The import/export balance accounts indicate that 42% of imports originate from the European Union, while China is the leading export destination accounting for 49% of Angolan exports, with oil as the main contributor.

One interesting insight pointed out by Moody’s is the fact that Angola is the only country that has been given a speculative rating. Its’ public accounts have been deemed solid, due to debt dynamics. The ratio of Angolan public debt to GDP for total State revenue is the lowest in the group of countries that share the same rating.

A Regional Power
Angola competes with Nigeria for leadership of oil production. On estimate, the country produces over two million barrels daily, although the 2013 national budget indicates a production goal of about 974 million barrels at a projected average transaction value of 96 USD per barrel.

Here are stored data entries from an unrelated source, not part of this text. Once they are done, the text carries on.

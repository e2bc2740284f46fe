use anyhow::{anyhow, Result};
use solana_client::nonblocking::rpc_client::RpcClient;
use solana_sdk::pubkey::Pubkey;

/// Get SOL balance in lamports
pub async fn get_sol_balance(client: &RpcClient, owner: &Pubkey) -> Result<u64> {
    client
        .get_balance(owner)
        .await
        .map_err(|e| anyhow!("Failed to get balance: {}", e))
}
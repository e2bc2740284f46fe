use rust_decimal::Decimal;

use crate::entity::{SwapOutcome, SwapPhase, SwapSide};

pub const DEFAULT_SLIPPAGE_BPS: u16 = 100;

/// Everything the widget renders. Rebuilt from scratch for every session.
#[derive(Debug, Clone, PartialEq, Eq)]
pub struct UiState {
    pub side: SwapSide,
    pub input_amount: String,
    pub output_amount: String,
    pub slippage_bps: u16,
    pub is_fetching: bool,
    pub error: String,
    pub base_balance: Decimal,
    pub stable_balance: Decimal,
    pub phase: SwapPhase,
    pub last_outcome: Option<SwapOutcome>,
}

impl Default for UiState {
    fn default() -> Self {
        Self {
            side: SwapSide::default(),
            input_amount: String::new(),
            output_amount: String::new(),
            slippage_bps: DEFAULT_SLIPPAGE_BPS,
            is_fetching: false,
            error: String::new(),
            base_balance: Decimal::ZERO,
            stable_balance: Decimal::ZERO,
            phase: SwapPhase::default(),
            last_outcome: None,
        }
    }
}

impl UiState {
    pub fn with_slippage(slippage_bps: u16) -> Self {
        Self {
            slippage_bps,
            ..Self::default()
        }
    }

    /// Balance of the asset spent on the current side.
    pub fn input_balance(&self) -> Decimal {
        match self.side {
            SwapSide::Buy => self.base_balance,
            SwapSide::Sell => self.stable_balance,
        }
    }
}
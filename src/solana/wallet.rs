use anyhow::{anyhow, Result};
use async_trait::async_trait;
use solana_client::nonblocking::rpc_client::RpcClient;
use solana_sdk::{
    pubkey::Pubkey,
    signature::{Keypair, Signature},
    signer::Signer,
    transaction::VersionedTransaction,
};
use std::str::FromStr;
use std::sync::atomic::{AtomicBool, Ordering};
use std::sync::Arc;

use crate::solana::tokens;

/// Capabilities the widget borrows from a connected wallet.
///
/// The session is owned by the caller and handed to the controller
/// explicitly; the controller never creates keys or signatures itself.
#[async_trait]
pub trait WalletSession: Send + Sync {
    /// Public key of the connected account, `None` while disconnected.
    fn public_key(&self) -> Option<Pubkey>;

    fn connected(&self) -> bool;

    /// May wait on the user approving the request.
    async fn sign_transaction(&self, transaction: VersionedTransaction)
        -> Result<VersionedTransaction>;

    async fn send_transaction(&self, transaction: &VersionedTransaction) -> Result<Signature>;

    /// One status check; `false` means not confirmed yet. A transaction that
    /// was processed with an error is reported as `Err`.
    async fn confirm_transaction(&self, signature: &Signature) -> Result<bool>;

    /// Native balance in lamports.
    async fn get_balance(&self, owner: &Pubkey) -> Result<u64>;

    /// Token account balance in base units.
    async fn get_token_account_balance(&self, account: &Pubkey) -> Result<u64>;
}

/// Wallet backed by a local keypair and an RPC connection.
pub struct KeypairWallet {
    keypair: Keypair,
    client: Arc<RpcClient>,
    connected: AtomicBool,
}

impl KeypairWallet {
    pub fn new(keypair: Keypair, client: Arc<RpcClient>) -> Self {
        Self {
            keypair,
            client,
            connected: AtomicBool::new(true),
        }
    }

    pub fn from_base58(keypair_base58: &str, client: Arc<RpcClient>) -> Result<Self> {
        Ok(Self::new(keypair_from_base58(keypair_base58)?, client))
    }

    pub fn disconnect(&self) {
        self.connected.store(false, Ordering::SeqCst);
    }

    pub fn connect(&self) {
        self.connected.store(true, Ordering::SeqCst);
    }

    fn ensure_connected(&self) -> Result<()> {
        if self.connected() {
            Ok(())
        } else {
            Err(anyhow!("Wallet not connected"))
        }
    }
}

#[async_trait]
impl WalletSession for KeypairWallet {
    fn public_key(&self) -> Option<Pubkey> {
        self.connected().then(|| self.keypair.pubkey())
    }

    fn connected(&self) -> bool {
        self.connected.load(Ordering::SeqCst)
    }

    async fn sign_transaction(
        &self,
        transaction: VersionedTransaction,
    ) -> Result<VersionedTransaction> {
        self.ensure_connected()?;
        tokens::sign_versioned_transaction(transaction, &self.keypair)
    }

    async fn send_transaction(&self, transaction: &VersionedTransaction) -> Result<Signature> {
        self.ensure_connected()?;
        tokens::send_versioned_transaction(&self.client, transaction).await
    }

    async fn confirm_transaction(&self, signature: &Signature) -> Result<bool> {
        tokens::is_confirmed(&self.client, signature).await
    }

    async fn get_balance(&self, owner: &Pubkey) -> Result<u64> {
        tokens::get_sol_balance(&self.client, owner).await
    }

    async fn get_token_account_balance(&self, account: &Pubkey) -> Result<u64> {
        tokens::get_token_account_balance(&self.client, account).await
    }
}

/// Restore Keypair from base58 string (64 bytes).
pub fn keypair_from_base58(keypair_base58: &str) -> Result<Keypair> {
    let keypair_bytes = bs58::decode(keypair_base58.trim())
        .into_vec()
        .map_err(|e| anyhow!("Failed to decode base58 keypair: {}", e))?;

    if keypair_bytes.len() != 64 {
        return Err(anyhow!("Invalid keypair length: {}", keypair_bytes.len()));
    }

    let keypair = Keypair::from_bytes(&keypair_bytes)
        .map_err(|e| anyhow!("Failed to create keypair from bytes: {}", e))?;

    Ok(keypair)
}

/// Convert base58 string to Solana `Pubkey`.
pub fn parse_pubkey(address: &str) -> Result<Pubkey> {
    Pubkey::from_str(address).map_err(|e| anyhow!("Invalid Solana address: {}", e))
}
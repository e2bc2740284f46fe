/// Reasons a swap attempt is refused before any network call is made.
#[derive(Debug, Clone, PartialEq, Eq, thiserror::Error)]
pub enum ValidationError {
    #[error("Amount is empty")]
    EmptyAmount,

    #[error("Invalid amount")]
    InvalidAmount,

    #[error("Slippage must be between 0.01% and 100%")]
    InvalidSlippage,

    #[error("Insufficient funds")]
    InsufficientBalance,

    #[error("Wallet not connected")]
    WalletNotConnected,

    #[error("A swap is already being submitted")]
    SwapInProgress,
}

#[derive(Debug, Clone, PartialEq, Eq, thiserror::Error)]
pub enum SwapError {
    #[error("Quote failed: {0}")]
    Quote(String),

    #[error("Failed to build swap transaction: {0}")]
    Build(String),

    #[error("Failed to sign transaction: {0}")]
    Sign(String),

    #[error("Failed to submit transaction: {0}")]
    Submit(String),

    #[error(transparent)]
    Validation(#[from] ValidationError),
}
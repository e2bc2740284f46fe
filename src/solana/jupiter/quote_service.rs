use anyhow::{anyhow, Result};
use async_trait::async_trait;
use log::{debug, info};
use reqwest::Client;

use crate::solana::jupiter::{Config, QuoteParams, QuoteResponse};

/// Interface for the pricing service
#[async_trait]
pub trait QuoteService: Send + Sync {
    /// Price `params.amount` of the input mint in units of the output mint
    async fn get_quote(&self, params: &QuoteParams) -> Result<QuoteResponse>;
}

/// Implementation of the quote service using Jupiter API
pub struct JupiterQuoteService {
    http_client: Client,
    config: Config,
}

impl JupiterQuoteService {
    /// Creates a new instance of quote service
    pub fn new(config: Config) -> Self {
        Self::with_client(Client::new(), config)
    }

    pub fn with_client(http_client: Client, config: Config) -> Self {
        Self {
            http_client,
            config,
        }
    }
}

#[async_trait]
impl QuoteService for JupiterQuoteService {
    async fn get_quote(&self, params: &QuoteParams) -> Result<QuoteResponse> {
        let url = self.config.endpoint("quote");

        debug!("Requesting quote from {} with parameters: {:?}", url, params);

        let response = self
            .http_client
            .get(&url)
            .query(&params.to_query())
            .send()
            .await
            .map_err(|e| anyhow!("HTTP request failed: {}", e))?;

        let status = response.status();
        if !status.is_success() {
            let error_text = response
                .text()
                .await
                .unwrap_or_else(|_| "Unknown error".to_string());
            return Err(anyhow!("Jupiter API error ({}): {}", status, error_text));
        }

        let quote = response
            .json::<QuoteResponse>()
            .await
            .map_err(|e| anyhow!("Failed to parse quote response: {}", e))?;

        // Reject quotes we could not display before they reach the caller
        quote.out_amount_raw()?;

        info!(
            "Quote received successfully: input_amount={}, output_amount={}",
            params.amount, quote.out_amount
        );

        Ok(quote)
    }
}
// Re-export submodules
pub mod constants;
pub mod native;
pub mod spl;
pub mod transaction;

// Re-export commonly used items
pub use constants::{SOL_DECIMALS, SOL_MINT, USDC_DECIMALS, USDC_MINT};
pub use native::get_sol_balance;
pub use spl::{associated_token_address, get_token_account_balance};
pub use transaction::{is_confirmed, send_versioned_transaction, sign_versioned_transaction};
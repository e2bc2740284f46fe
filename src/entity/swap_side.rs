use anyhow::anyhow;
use serde::{Deserialize, Serialize};
use std::fmt;
use std::str::FromStr;

use crate::entity::Asset;

/// Direction of a swap between the base asset and the stable asset.
///
/// `Buy` spends the base asset to receive the stable asset, `Sell` spends the
/// stable asset to receive the base asset.
#[derive(Serialize, Deserialize, Default, PartialEq, Eq, Clone, Copy, Debug)]
#[serde(rename_all = "lowercase")]
pub enum SwapSide {
    #[default]
    Buy,
    Sell,
}

impl SwapSide {
    /// Asset the user spends on this side.
    pub fn input_asset<'a>(&self, base: &'a Asset, stable: &'a Asset) -> &'a Asset {
        match self {
            SwapSide::Buy => base,
            SwapSide::Sell => stable,
        }
    }

    /// Asset the user receives on this side.
    pub fn output_asset<'a>(&self, base: &'a Asset, stable: &'a Asset) -> &'a Asset {
        match self {
            SwapSide::Buy => stable,
            SwapSide::Sell => base,
        }
    }
}

impl FromStr for SwapSide {
    type Err = anyhow::Error;

    fn from_str(s: &str) -> std::result::Result<Self, Self::Err> {
        match s.trim().to_lowercase().as_str() {
            "buy" => Ok(Self::Buy),
            "sell" => Ok(Self::Sell),
            _ => Err(anyhow!("Parse SwapSide error: Invalid value '{}'", s)),
        }
    }
}

impl fmt::Display for SwapSide {
    fn fmt(&self, f: &mut fmt::Formatter) -> fmt::Result {
        match *self {
            Self::Buy => write!(f, "buy"),
            Self::Sell => write!(f, "sell"),
        }
    }
}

Where extraction is concerned, all major oil companies operate in the country. Pre-salt discoveries in 2011 led to new partnerships and the assignment of new exploitation blocks, where state-owned Sonangol holds a 30% to 50% stake. According to OPEP (Organization of Petroleum Exporting Countries), proven petroleum deposits in Angola will yield an estimated 9.5 billion barrels and, according to the EIA (Environmental Investigation Agency), proven natural gas deposits are 9.6 TCF (trillion cubic feet.) This is the second largest natural gas deposit in Sub-Saharan Africa. The country has been working on a natural gas-to-GPL conversion project, and Angola has been a world-class energy resource provider for several years now.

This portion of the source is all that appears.